### Exercise goal:
Please transcribe exactly, and only, the lines of the data below between the line holding "the serve command" and the line holding "to (default: 127.0.0.1:3030)", inclusive.

### Records for the task:

== == ==

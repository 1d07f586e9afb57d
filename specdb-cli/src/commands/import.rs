//! Import a CSV/XLSX file from the command line
//!
//! Runs the same validation as the web preview. Every row problem is printed;
//! rows are inserted only when the whole file is clean.

use std::path::PathBuf;

use anyhow::{bail, Context, Result};
use clap::Parser;

use specdb_core::{EntityKind, ImportSession, ImportSummary, SpecdbConfig};
use specdb_server::import;

use super::{connect, database_url};
use crate::ui;

#[derive(Parser, Debug)]
pub struct ImportArgs {
    /// CSV or XLSX file to import
    #[arg(value_name = "FILE")]
    pub file: PathBuf,

    /// Entity kind the rows belong to
    #[arg(long, default_value = "specimen")]
    pub kind: EntityKind,

    /// Validate and report without inserting anything
    #[arg(long = "dry-run")]
    pub dry_run: bool,

    /// Database URL (overrides config/environment)
    #[arg(long, env = "DATABASE_URL")]
    pub database_url: Option<String>,
}

/// Lines describing every error and warning, 1-based row numbers.
pub fn describe_issues(session: &ImportSession) -> Vec<String> {
    let mut lines = Vec::new();
    for (index, report) in &session.reports {
        for issue in &report.errors {
            lines.push(format!("row {}: error: {}: {}", index + 1, issue.field, issue.message));
        }
        for issue in &report.warnings {
            lines.push(format!("row {}: warning: {}: {}", index + 1, issue.field, issue.message));
        }
    }
    lines
}

/// Summary line followed by one line per failed row. Rows are already 1-based.
pub fn summary_lines(summary: &ImportSummary) -> Vec<String> {
    let mut lines = vec![format!(
        "Created {} row(s), {} failed",
        summary.created, summary.failed
    )];
    lines.extend(summary.failures().map(|outcome| {
        format!(
            "row {} ({}): {}",
            outcome.row,
            outcome.key.as_deref().unwrap_or("-"),
            outcome.error.as_deref().unwrap_or_default()
        )
    }));
    lines
}

pub async fn run_import(args: ImportArgs, settings: SpecdbConfig) -> Result<()> {
    let bytes = std::fs::read(&args.file).with_context(|| format!("Failed to read {}", args.file.display()))?;
    let file_name = args
        .file
        .file_name()
        .map(|n| n.to_string_lossy().into_owned())
        .unwrap_or_default();

    let database_url = database_url(args.database_url, &settings)?;
    let pool = connect(&database_url, &settings).await?;

    let mut session = ui::with_spinner_async(
        format!("Validating {file_name}"),
        format!("Validated {file_name}"),
        import::start(&pool, args.kind, &file_name, &bytes),
    )
    .await?;

    for column in &session.ignored_columns {
        println!("ignored column: {column}");
    }
    for line in describe_issues(&session) {
        println!("{line}");
    }

    let error_rows = session.error_row_count();
    if error_rows > 0 {
        bail!("{error_rows} row(s) have errors; nothing was imported");
    }
    if args.dry_run {
        println!("{} row(s) ready to import (dry run)", session.table.len());
        return Ok(());
    }

    let summary = import::commit(&pool, &mut session).await?;
    for line in summary_lines(&summary) {
        println!("{line}");
    }
    if summary.failed > 0 {
        bail!("{} row(s) failed to insert", summary.failed);
    }
    Ok(())
}

#[cfg(test)]
mod tests {
    use super::*;
    use specdb_core::import::{RowIssue, RowReport};
    use specdb_core::Table;

    #[test]
    fn describes_issues_with_one_based_rows() {
        let mut table = Table::new(vec!["localityCode".to_owned(), "notes".to_owned()]);
        for code in ["KL", "PD", ""] {
            table.push_row(vec![code.to_owned(), String::new()]);
        }
        let mut session = ImportSession::new(EntityKind::Locality, "rows.csv", table).unwrap();
        assert_eq!(session.ignored_columns, vec!["notes"]);
        session.reports.insert(
            2,
            RowReport {
                errors: vec![RowIssue {
                    field: "localityCode".into(),
                    message: "This field is required.".into(),
                }],
                warnings: vec![],
            },
        );

        assert_eq!(
            describe_issues(&session),
            vec!["row 3: error: localityCode: This field is required."]
        );
    }

    #[test]
    fn summary_reports_failed_rows_as_stored() {
        let mut summary = ImportSummary::default();
        summary.record_failure(0, Some("2024-KL-0001".into()), "Duplicate value");
        summary.record_success(1, Some("2024-KL-0002".into()));

        assert_eq!(
            summary_lines(&summary),
            vec![
                "Created 1 row(s), 1 failed",
                "row 1 (2024-KL-0001): Duplicate value",
            ]
        );
    }
}
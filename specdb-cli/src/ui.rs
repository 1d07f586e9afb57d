//! Progress feedback for long-running commands
//!
//! Spinners are suppressed when `--quiet` is passed, `SPECDB_QUIET=1` is set,
//! or stderr is not a TTY.

use std::io::IsTerminal;
use std::sync::OnceLock;
use std::time::Duration;

use indicatif::{ProgressBar, ProgressStyle};

static QUIET_MODE: OnceLock<bool> = OnceLock::new();

/// Call once at startup with the --quiet flag value.
pub fn init_quiet_mode(quiet_flag: bool) {
    let is_quiet = quiet_flag
        || std::env::var("SPECDB_QUIET").map(|v| v == "1").unwrap_or(false)
        || !std::io::stderr().is_terminal();

    QUIET_MODE.set(is_quiet).ok();
}

pub fn is_quiet() -> bool {
    *QUIET_MODE.get().unwrap_or(&false)
}

/// A spinner, or `None` in quiet mode.
pub fn spinner(msg: impl Into<String>) -> Option<ProgressBar> {
    if is_quiet() {
        return None;
    }

    let pb = ProgressBar::new_spinner();
    if let Ok(style) = ProgressStyle::default_spinner()
        .tick_chars("⠋⠙⠹⠸⠼⠴⠦⠧⠇⠏ ")
        .template("{spinner:.cyan} {msg}")
    {
        pb.set_style(style);
    }
    pb.set_message(msg.into());
    pb.enable_steady_tick(Duration::from_millis(80));
    Some(pb)
}

fn finish(pb: Option<ProgressBar>, msg: String) {
    if let Some(pb) = pb {
        if let Ok(style) = ProgressStyle::default_spinner().template("{msg}") {
            pb.set_style(style);
        }
        pb.finish_with_message(msg);
    }
}

/// Run a future with a spinner, then show success or failure.
pub async fn with_spinner_async<T, E: std::fmt::Display>(
    msg: impl Into<String>,
    success_msg: impl Into<String>,
    f: impl std::future::Future<Output = Result<T, E>>,
) -> Result<T, E> {
    let msg = msg.into();
    let pb = spinner(&msg);

    match f.await {
        Ok(result) => {
            finish(pb, format!("✓ {}", success_msg.into()));
            Ok(result)
        }
        Err(e) => {
            finish(pb, format!("✗ {}: {}", msg, e));
            Err(e)
        }
    }
}

#[cfg(test)]
mod tests {
    use super::*;

    #[test]
    fn quiet_flag_suppresses_spinners() {
        init_quiet_mode(true);
        assert!(is_quiet());
        assert!(spinner("loading").is_none());
    }
}
//! HTTP server command
//!
//! Settings come from the config file and environment; flags override them.

use std::net::SocketAddr;

use anyhow::{Context, Result};
use clap::Parser;

use specdb_core::SpecdbConfig;
use specdb_server::{run_server, ServerConfig};

use super::{connect, database_url};

/// Arguments for the serve command
#[derive(Parser, Debug)]
pub struct ServeArgs {
    /// Address to bind to (default from config: 127.0.0.1:3030)
    #[arg(long, short = 'b')]
    pub bind: Option<SocketAddr>,

    /// Allow permissive CORS (all origins) - use with caution
    #[arg(long)]
    pub cors_permissive: bool,

    /// Database URL (overrides config/environment)
    #[arg(long, env = "DATABASE_URL")]
    pub database_url: Option<String>,

    /// Apply pending migrations before serving
    #[arg(long)]
    pub migrate: bool,
}

/// Run the HTTP server
pub async fn run_serve(args: ServeArgs, settings: SpecdbConfig) -> Result<()> {
    let database_url = database_url(args.database_url, &settings)?;

    let mut config = ServerConfig::from_settings(&settings)?;
    if let Some(bind) = args.bind {
        config.bind_addr = bind;
    }
    config.cors_permissive |= args.cors_permissive;

    tracing::info!("Starting specdb server on {}", config.bind_addr);

    let pool = connect(&database_url, &settings).await?;
    if args.migrate {
        specdb_server::run_migrations(&pool)
            .await
            .context("Failed to run migrations")?;
    }

    // Run server (blocks until shutdown)
    run_server(pool, config).await.context("Server error")?;

    Ok(())
}
//! Axum server setup
//!
//! Server skeleton with:
//! - Localhost-only CORS by default
//! - Tracing middleware
//! - Graceful shutdown on SIGTERM/Ctrl+C

use std::net::SocketAddr;
use std::sync::Arc;
use std::time::Duration;

use axum::Router;
use sqlx::PgPool;
use tokio::net::TcpListener;
use tower_http::cors::{Any, CorsLayer};
use tower_http::trace::TraceLayer;

use specdb_core::SpecdbConfig;

use super::routes;
use crate::images::{HttpProbe, ImageLocator};
use crate::session::SessionStore;

/// Server configuration
#[derive(Debug, Clone)]
pub struct ServerConfig {
    /// Address to bind to (default: 127.0.0.1:3030)
    pub bind_addr: SocketAddr,

    /// Allow permissive CORS (default: false = localhost only)
    ///
    /// WARNING: Setting this to true allows any origin.
    /// Only use for development or documented use cases.
    pub cors_permissive: bool,

    /// Login page for anonymous callers
    pub login_url: String,

    /// Base URL of the photo store; probing is off when unset
    pub image_base_url: Option<String>,

    pub image_probe_timeout: Duration,

    /// Default page size for lists and the report
    pub list_page_size: u32,

    /// Rows per import preview page
    pub preview_page_size: usize,

    /// Enables the bulk-delete debug route
    pub debug_bulk_delete: bool,
}

impl Default for ServerConfig {
    fn default() -> Self {
        let settings = SpecdbConfig::default();
        Self {
            bind_addr: SocketAddr::from(([127, 0, 0, 1], 3030)),
            cors_permissive: settings.cors_permissive,
            login_url: settings.login_url,
            image_base_url: settings.image_base_url,
            image_probe_timeout: Duration::from_secs(settings.image_probe_timeout_secs),
            list_page_size: settings.list_page_size,
            preview_page_size: settings.preview_page_size,
            debug_bulk_delete: settings.debug_bulk_delete,
        }
    }
}

impl ServerConfig {
    /// Build from the layered settings file and environment.
    pub fn from_settings(settings: &SpecdbConfig) -> Result<Self, ServerError> {
        let bind_addr = settings
            .bind_addr
            .parse()
            .map_err(|_| ServerError::InvalidBind(settings.bind_addr.clone()))?;
        Ok(Self {
            bind_addr,
            cors_permissive: settings.cors_permissive,
            login_url: settings.login_url.clone(),
            image_base_url: settings.image_base_url.clone(),
            image_probe_timeout: Duration::from_secs(settings.image_probe_timeout_secs),
            list_page_size: settings.list_page_size,
            preview_page_size: settings.preview_page_size,
            debug_bulk_delete: settings.debug_bulk_delete,
        })
    }
}

/// Shared application state
pub struct AppState {
    pub pool: PgPool,
    pub config: ServerConfig,
    pub sessions: SessionStore,
    pub images: ImageLocator,
}

impl AppState {
    pub fn new(pool: PgPool, config: ServerConfig) -> Result<Self, ServerError> {
        let images = match &config.image_base_url {
            Some(base) => {
                let probe = HttpProbe::new(config.image_probe_timeout)?;
                ImageLocator::new(Some(base.clone()), Arc::new(probe))
            }
            None => ImageLocator::disabled(),
        };
        Ok(Self {
            pool,
            config,
            sessions: SessionStore::new(),
            images,
        })
    }
}

/// All routes with CORS and tracing layers.
pub fn build_router(state: Arc<AppState>) -> Router {
    // CORS configuration
    let cors = if state.config.cors_permissive {
        tracing::warn!("CORS: Permissive mode enabled - all origins allowed");
        CorsLayer::permissive()
    } else {
        // Localhost only
        CorsLayer::new()
            .allow_origin([
                axum::http::HeaderValue::from_static("http://localhost:3000"),
                axum::http::HeaderValue::from_static("http://localhost:3030"),
                axum::http::HeaderValue::from_static("http://127.0.0.1:3000"),
                axum::http::HeaderValue::from_static("http://127.0.0.1:3030"),
            ])
            .allow_methods(Any)
            .allow_headers(Any)
    };

    Router::new()
        .merge(routes::health::router())
        .merge(routes::session::router())
        .merge(routes::records::router())
        .merge(routes::report::router())
        .merge(routes::export::router())
        .merge(routes::filters::router())
        .merge(routes::images::router())
        .merge(routes::legacy::router())
        .merge(routes::import::router())
        .merge(routes::debug::router())
        .layer(cors)
        .layer(TraceLayer::new_for_http())
        .with_state(state)
}

/// Run the HTTP server.
///
/// # Example
///
/// ```ignore
/// let pool = create_pool(&database_url).await?;
/// let config = ServerConfig::default();
/// run_server(pool, config).await?;
/// ```
pub async fn run_server(pool: PgPool, config: ServerConfig) -> Result<(), ServerError> {
    let bind_addr = config.bind_addr;
    if config.debug_bulk_delete {
        tracing::warn!("bulk delete debug route is enabled");
    }
    let state = Arc::new(AppState::new(pool, config)?);
    let app = build_router(state);

    // Bind listener
    let listener = TcpListener::bind(bind_addr).await?;
    tracing::info!("Server listening on {}", bind_addr);

    // Run with graceful shutdown
    axum::serve(listener, app)
        .with_graceful_shutdown(shutdown_signal())
        .await?;

    tracing::info!("Server shutdown complete");
    Ok(())
}

/// Wait for shutdown signal (Ctrl+C or SIGTERM).
async fn shutdown_signal() {
    let ctrl_c = async {
        if let Err(e) = tokio::signal::ctrl_c().await {
            tracing::error!("failed to install Ctrl+C handler: {}", e);
            std::future::pending::<()>().await;
        }
    };

    #[cfg(unix)]
    let terminate = async {
        match tokio::signal::unix::signal(tokio::signal::unix::SignalKind::terminate()) {
            Ok(mut signal) => {
                signal.recv().await;
            }
            Err(e) => {
                tracing::error!("failed to install SIGTERM handler: {}", e);
                std::future::pending::<()>().await;
            }
        }
    };

    #[cfg(not(unix))]
    let terminate = std::future::pending::<()>();

    tokio::select! {
        _ = ctrl_c => {
            tracing::info!("Received Ctrl+C, starting shutdown");
        }
        _ = terminate => {
            tracing::info!("Received SIGTERM, starting shutdown");
        }
    }
}

/// Server error type
#[derive(Debug, thiserror::Error)]
pub enum ServerError {
    #[error("IO error: {0}")]
    Io(#[from] std::io::Error),

    #[error("invalid bind address '{0}'")]
    InvalidBind(String),

    #[error("failed to build HTTP client: {0}")]
    HttpClient(#[from] reqwest::Error),
}

#[cfg(test)]
mod tests {
    use super::*;

    #[test]
    fn default_config() {
        let config = ServerConfig::default();
        assert_eq!(config.bind_addr.port(), 3030);
        assert!(!config.cors_permissive);
        assert_eq!(config.login_url, "/accounts/login/");
        assert_eq!(config.image_probe_timeout, Duration::from_secs(3));
    }

    #[test]
    fn rejects_bad_bind_address() {
        let settings = SpecdbConfig {
            bind_addr: "not-an-address".into(),
            ..SpecdbConfig::default()
        };
        assert!(matches!(
            ServerConfig::from_settings(&settings),
            Err(ServerError::InvalidBind(_))
        ));
    }
}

== == ==

### Solution to this problem:
/// Arguments for the serve command
#[derive(Parser, Debug)]
pub struct ServeArgs {
    /// Address to bind to (default from config: 127.0.0.1:3030)
    #[arg(long, short = 'b')]
    pub bind: Option<SocketAddr>,

    /// Allow permissive CORS (all origins) - use with caution
    #[arg(long)]
    pub cors_permissive: bool,

    /// Database URL (overrides config/environment)
    #[arg(long, env = "DATABASE_URL")]
    pub database_url: Option<String>,

    /// Apply pending migrations before serving
    #[arg(long)]
    pub migrate: bool,
}

/// Run the HTTP server
pub async fn run_serve(args: ServeArgs, settings: SpecdbConfig) -> Result<()> {
    let database_url = database_url(args.database_url, &settings)?;

    let mut config = ServerConfig::from_settings(&settings)?;
    if let Some(bind) = args.bind {
        config.bind_addr = bind;
    }
    config.cors_permissive |= args.cors_permissive;

    tracing::info!("Starting specdb server on {}", config.bind_addr);

    let pool = connect(&database_url, &settings).await?;
    if args.migrate {
        specdb_server::run_migrations(&pool)
            .await
            .context("Failed to run migrations")?;
    }

    // Run server (blocks until shutdown)
    run_server(pool, config).await.context("Server error")?;

    Ok(())
}
//! Axum server setup
//!
//! Server skeleton with:
//! - Localhost-only CORS by default
//! - Tracing middleware
//! - Graceful shutdown on SIGTERM/Ctrl+C

use std::net::SocketAddr;
use std::sync::Arc;
use std::time::Duration;

use axum::Router;
use sqlx::PgPool;
use tokio::net::TcpListener;
use tower_http::cors::{Any, CorsLayer};
use tower_http::trace::TraceLayer;

use specdb_core::SpecdbConfig;

use super::routes;
use crate::images::{HttpProbe, ImageLocator};
use crate::session::SessionStore;

/// Server configuration
#[derive(Debug, Clone)]
pub struct ServerConfig {
    /// Address to bind to (default: 127.0.0.1:3030)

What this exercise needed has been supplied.